Ifa 2020: Publikumsmesse ohne Publikum
Special Edition nennt die Ifa ihre diesjährige Messe. Bei unserem Besuch fanden wir sie speziell leer und speziell langweilig, hatten dafür aber reichlich Betreuung.
Unser Ifa-Tag beginnt mit einem Problem: Unser Ticket ist nicht gültig. Was normalerweise zu einem Stau in der Check-in-Schlange und der hilflosen Suche nach dem Schalter für die Akkreditierungen führen würde, ist an diesem Messetag schnell behoben. Die nette Frau mit dem Scanner für unsere Eintrittskarte weist ans andere Ende der riesigen leeren Halle und sagt: "Da lassen Sie sich einfach ein neues ausdrucken!"
Wo sich sonst Menschen mit ähnlichen Problemen wie wir, verlorenen Taschen, Telefonen oder einfach mit Redebedürfnis die Füße platt stehen, kümmern sich nun gleich drei Damen um unser neues Ticket. Dieser Betreuungsschlüssel zieht sich durch unseren gesamten Messetag.

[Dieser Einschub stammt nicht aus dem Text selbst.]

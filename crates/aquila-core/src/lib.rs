//! aquila-core - Resource models for the Aquila platform
//!
//! This crate provides the payload types exchanged with an Aquila server
//! (data sources, data points, users, event detectors, point values) and
//! the default-property generators used when creating fresh resources.

pub mod models;

pub use models::*;
//! Typed clients for the server's REST resources
//!
//! Each client borrows the shared [`RestPipeline`](crate::RestPipeline)
//! and wraps one resource family's endpoints with typed requests and
//! responses. Anything not covered here can be reached through
//! [`AquilaClient::execute`](crate::AquilaClient::execute).

mod data_point;
mod data_source;
mod event_detector;
mod point_value;
mod user;

pub use data_point::DataPointsClient;
pub use data_source::DataSourcesClient;
pub use event_detector::EventDetectorsClient;
pub use point_value::PointValuesClient;
pub use user::UsersClient;

use serde::Deserialize;

/// Paged listing shape used by v3 endpoints.
#[derive(Debug, Clone, Deserialize)]
pub struct Page<T> {
    pub items: Vec<T>,
    #[serde(default)]
    pub total: Option<i64>,
}

/// URL-encode a resource identifier for use as a path segment.
///
/// Identifiers may contain a literal `/`, which must become `%2F` so the
/// identifier stays a single path segment.
pub(crate) fn encode_path_segment(id: &str) -> String {
    id.replace('/', "%2F")
}
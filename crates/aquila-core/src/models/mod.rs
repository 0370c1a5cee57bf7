//! Resource model types

pub mod common;
pub mod data_point;
pub mod data_source;
pub mod event_detector;
pub mod point_value;
pub mod user;

pub use common::{new_xid, AlarmLevel, PeriodType, PurgeSettings, TimePeriod};
pub use data_point::DataPoint;
pub use data_source::DataSource;
pub use event_detector::{DetectorType, EventDetector};
pub use point_value::{PointDataType, PointValue};
pub use user::User;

Gefühlt sind für jeden Gast mindestens ein bis zwei Angestellte in den Hallen unterwegs. Ob sie Türen bewachen, jede Oberfläche akribisch reinigen oder aufpassen, dass die Mindestabstände eingehalten werden - sie sind stets gut gelaunt. Das überträgt sich auch auf uns, wenngleich wir feststellen müssen, dass es nicht nur Vorteile hat, mit nur 999 weiteren Menschen auf einem Areal unterwegs zu sein, das für das Hundertfache an Personen konzipiert ist.
Nachdem wir zwei Journalistenkollegen getroffen haben, wollen wir zum City-Cube wandern, der eigentlich nur 100 Meter entfernt ist. Der Verbindungstunnel von der Halle zum Cube wurde jedoch gesperrt. Normalerweise, da sind wir uns schnell einig, hätten wir uns einfach trotzdem durchgeschlichen, denn niemand kann schließlich alle Türen im Blick behalten, wenn alles voller Menschen ist. Heute jedoch haben wir keine Chance.
Das Sicherheitspersonal sieht uns schon auf hundert Meter Entfernung. Wir müssen zum Haupteingang zurück, die Messe verlassen und durch einen anderen Zugang wieder hinein. Aber immerhin bekommen wir so ein wenig Bewegung. Denn um alle Stände der diesjährigen Ifa abzulaufen, bräuchte man ansonsten weniger als zehn Minuten.
Gewinner und Verlierer von Corona
Die Eröffnungspressekonferenz ist wohl der Ort, an dem sich die meisten Personen gleichzeitig aufhalten. Es sind ungefähr 350. Auf der Bühne wird die Normalität beschworen, ein Blick zur Seite zeigt das Gegenteil. Interessant sind die Zahlen, die die GfK präsentiert: nur 6 Prozent Rückgang bei den Verkäufen von Elektronik für Konsumenten im ersten Halbjahr, die Prognose für das zweite ist positiv. Klare Gewinner: Webcams, Laptops, Küchenmaschinen. Als der Teil mit der realen Bühnenpräsenz endet und eine virtuelle Pressekonferenz von Qualcomm über die riesigen LED-Wände flackert, leert sich der Raum schlagartig.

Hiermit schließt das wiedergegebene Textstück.